use std::sync::Arc;
use dhtinfo_core::{CacheOrchestrator, Config, SanitizedConfig};

/// Shared application state
pub struct AppState {
    config: Config,
    orchestrator: Arc<CacheOrchestrator>,
}

impl AppState {
    pub fn new(config: Config, orchestrator: Arc<CacheOrchestrator>) -> Self {
        Self {
            config,
            orchestrator,
        }
    }

    pub fn sanitized_config(&self) -> SanitizedConfig {
        SanitizedConfig::from(&self.config)
    }

    pub fn orchestrator(&self) -> &CacheOrchestrator {
        self.orchestrator.as_ref()
    }
}
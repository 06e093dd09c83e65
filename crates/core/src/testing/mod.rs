//! Testing utilities and mock implementations.
//!
//! Mocks for the record store and upstream fetcher, so the orchestrator and
//! the HTTP layer can be tested without a database or network.
//!
//! # Example
//!
//! ```rust,ignore
//! use dhtinfo_core::testing::{fixtures, MockFetcher, MockRecordStore};
//!
//! let store = MockRecordStore::new();
//! let fetcher = MockFetcher::new();
//! fetcher.set_record(fixtures::torrent_record(&fixtures::info_hash('a'), "Debian")).await;
//! ```

mod mock_fetcher;
mod mock_store;

pub use mock_fetcher::{MockFetcher, RecordedFetch};
pub use mock_store::MockRecordStore;

/// Test fixtures and helper functions.
pub mod fixtures {
    use crate::record::{InfoHash, TorrentFile, TorrentRecord};

    /// An info hash made of one repeated hex digit.
    ///
    /// Panics if `digit` is not a hex digit.
    pub fn info_hash(digit: char) -> InfoHash {
        InfoHash::parse(&digit.to_string().repeat(40)).expect("fixture info hash")
    }

    /// Create a test torrent record with two files.
    pub fn torrent_record(info_hash: &InfoHash, name: &str) -> TorrentRecord {
        TorrentRecord {
            info_hash: info_hash.clone(),
            name: name.to_string(),
            size: 1024 * 1024 * 700, // 700 MB
            age: "2 years".to_string(),
            files: vec![
                TorrentFile {
                    name: format!("{}.mkv", name),
                    size: 1024 * 1024 * 699,
                },
                TorrentFile {
                    name: "sample.mkv".to_string(),
                    size: 1024 * 1024,
                },
            ],
        }
    }
}
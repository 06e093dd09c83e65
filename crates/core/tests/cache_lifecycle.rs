//! Cache lifecycle integration tests.
//!
//! These tests drive the orchestrator against a real SQLite store:
//! absent -> fetched -> fresh -> stale -> refreshed

use std::sync::Arc;
use std::time::Duration;

use chrono::Utc;
use tempfile::TempDir;

use dhtinfo_core::{
    testing::{fixtures, MockFetcher},
    CacheOrchestrator, FetchError, FreshnessPolicy, LookupError, RecordStore, ResolutionSource,
    SqliteStore, UpstreamFetcher,
};

const MAX_AGE: Duration = Duration::from_secs(7 * 24 * 3600);

/// Test helper holding the store, fetcher and orchestrator.
struct TestHarness {
    store: Arc<SqliteStore>,
    fetcher: Arc<MockFetcher>,
    orchestrator: Arc<CacheOrchestrator>,
    _temp_dir: TempDir,
}

impl TestHarness {
    fn new() -> Self {
        let temp_dir = TempDir::new().expect("Failed to create temp dir");
        let store = Arc::new(
            SqliteStore::new(&temp_dir.path().join("torrents.db"))
                .expect("Failed to create store"),
        );
        let fetcher = Arc::new(MockFetcher::new());
        let orchestrator = Arc::new(CacheOrchestrator::new(
            Arc::clone(&store) as Arc<dyn RecordStore>,
            Arc::clone(&fetcher) as Arc<dyn UpstreamFetcher>,
            FreshnessPolicy::new(MAX_AGE),
        ));

        Self {
            store,
            fetcher,
            orchestrator,
            _temp_dir: temp_dir,
        }
    }
}

#[tokio::test]
async fn test_first_lookup_fetches_then_serves_from_store() {
    let harness = TestHarness::new();
    let hash = fixtures::info_hash('a');
    harness
        .fetcher
        .set_record(fixtures::torrent_record(&hash, "Big Buck Bunny"))
        .await;

    let first = harness.orchestrator.resolve(&hash).await.unwrap();
    assert_eq!(first.source, ResolutionSource::Upstream);
    assert_eq!(first.ttl, MAX_AGE);

    let stored = harness.store.get(&hash).await.unwrap().unwrap();
    assert_eq!(stored.record, first.record);
    assert!(Utc::now() - stored.last_modified < chrono::Duration::seconds(5));

    let second = harness.orchestrator.resolve(&hash).await.unwrap();
    assert_eq!(second.source, ResolutionSource::Cache);
    assert_eq!(second.record, first.record);
    assert!(second.ttl <= MAX_AGE);
    assert_eq!(harness.fetcher.fetch_count().await, 1);
}

#[tokio::test]
async fn test_repeated_fresh_lookups_do_not_fetch() {
    let harness = TestHarness::new();
    let hash = fixtures::info_hash('b');
    harness
        .store
        .write_entry(
            &hash,
            &fixtures::torrent_record(&hash, "Sintel"),
            Utc::now() - chrono::Duration::days(2),
        )
        .unwrap();

    for _ in 0..3 {
        let resolution = harness.orchestrator.resolve(&hash).await.unwrap();
        assert_eq!(resolution.source, ResolutionSource::Cache);
        assert_eq!(resolution.record.name, "Sintel");
    }
    assert_eq!(harness.fetcher.fetch_count().await, 0);
}

#[tokio::test]
async fn test_unknown_hash_leaves_store_empty() {
    let harness = TestHarness::new();
    let hash = fixtures::info_hash('c');

    let result = harness.orchestrator.lookup(hash.as_str()).await;

    assert!(matches!(result, Err(LookupError::NotFound(_))));
    assert!(harness.store.get(&hash).await.unwrap().is_none());
}

#[tokio::test]
async fn test_upstream_outage_on_miss_is_not_found() {
    let harness = TestHarness::new();
    let hash = fixtures::info_hash('d');
    harness
        .fetcher
        .set_record(fixtures::torrent_record(&hash, "Tears of Steel"))
        .await;
    harness
        .fetcher
        .set_failure(Some(FetchError::Connection("proxy down".to_string())))
        .await;

    assert!(harness.orchestrator.resolve(&hash).await.is_none());
    assert!(harness.store.get(&hash).await.unwrap().is_none());
}

#[tokio::test]
async fn test_stale_entry_refreshed_exactly_once() {
    let harness = TestHarness::new();
    let hash = fixtures::info_hash('e');
    let eight_days_ago = Utc::now() - chrono::Duration::days(8);
    harness
        .store
        .write_entry(
            &hash,
            &fixtures::torrent_record(&hash, "Old Name"),
            eight_days_ago,
        )
        .unwrap();
    harness
        .fetcher
        .set_record(fixtures::torrent_record(&hash, "New Name"))
        .await;
    harness.fetcher.set_delay(Duration::from_millis(100)).await;

    let lookups = (0..10).map(|_| {
        let orchestrator = Arc::clone(&harness.orchestrator);
        let hash = hash.clone();
        async move { orchestrator.resolve(&hash).await }
    });
    let results = futures::future::join_all(lookups).await;

    for resolution in results {
        let resolution = resolution.unwrap();
        assert_eq!(resolution.source, ResolutionSource::StaleCache);
        assert_eq!(resolution.record.name, "Old Name");
        assert_eq!(resolution.cache_control(), "public, max-age=0");
    }

    assert!(harness.orchestrator.drain(Duration::from_secs(5)).await);
    assert_eq!(harness.fetcher.fetch_count().await, 1);

    let stored = harness.store.get(&hash).await.unwrap().unwrap();
    assert_eq!(stored.record.name, "New Name");
    assert!(stored.last_modified > eight_days_ago);

    let after = harness.orchestrator.resolve(&hash).await.unwrap();
    assert_eq!(after.source, ResolutionSource::Cache);
    assert_eq!(after.record.name, "New Name");
}

#[tokio::test]
async fn test_refresh_not_found_keeps_stale_entry() {
    let harness = TestHarness::new();
    let hash = fixtures::info_hash('f');
    let eight_days_ago = Utc::now() - chrono::Duration::days(8);
    harness
        .store
        .write_entry(&hash, &fixtures::torrent_record(&hash, "Gone"), eight_days_ago)
        .unwrap();

    let resolution = harness.orchestrator.resolve(&hash).await.unwrap();
    assert_eq!(resolution.source, ResolutionSource::StaleCache);
    assert!(harness.orchestrator.drain(Duration::from_secs(5)).await);

    let stored = harness.store.get(&hash).await.unwrap().unwrap();
    assert_eq!(stored.record.name, "Gone");
    assert_eq!(stored.last_modified, eight_days_ago);

    // Still stale, so a later lookup tries again.
    harness.orchestrator.resolve(&hash).await.unwrap();
    assert!(harness.orchestrator.drain(Duration::from_secs(5)).await);
    assert_eq!(harness.fetcher.fetch_count().await, 2);
}

#[tokio::test]
async fn test_different_keys_refresh_independently() {
    let harness = TestHarness::new();
    let eight_days_ago = Utc::now() - chrono::Duration::days(8);
    let hashes = [fixtures::info_hash('1'), fixtures::info_hash('2')];
    for hash in &hashes {
        harness
            .store
            .write_entry(hash, &fixtures::torrent_record(hash, "Old"), eight_days_ago)
            .unwrap();
        harness
            .fetcher
            .set_record(fixtures::torrent_record(hash, "New"))
            .await;
    }
    harness.fetcher.set_delay(Duration::from_millis(100)).await;

    for hash in &hashes {
        harness.orchestrator.resolve(hash).await.unwrap();
    }
    assert_eq!(harness.orchestrator.refreshes_in_flight(), 2);

    assert!(harness.orchestrator.drain(Duration::from_secs(5)).await);
    assert_eq!(harness.fetcher.fetch_count().await, 2);
    for hash in &hashes {
        let stored = harness.store.get(hash).await.unwrap().unwrap();
        assert_eq!(stored.record.name, "New");
    }
}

::::::::::

Line count for "digit": count the lines in the records above that hold this word, and give only the number.

4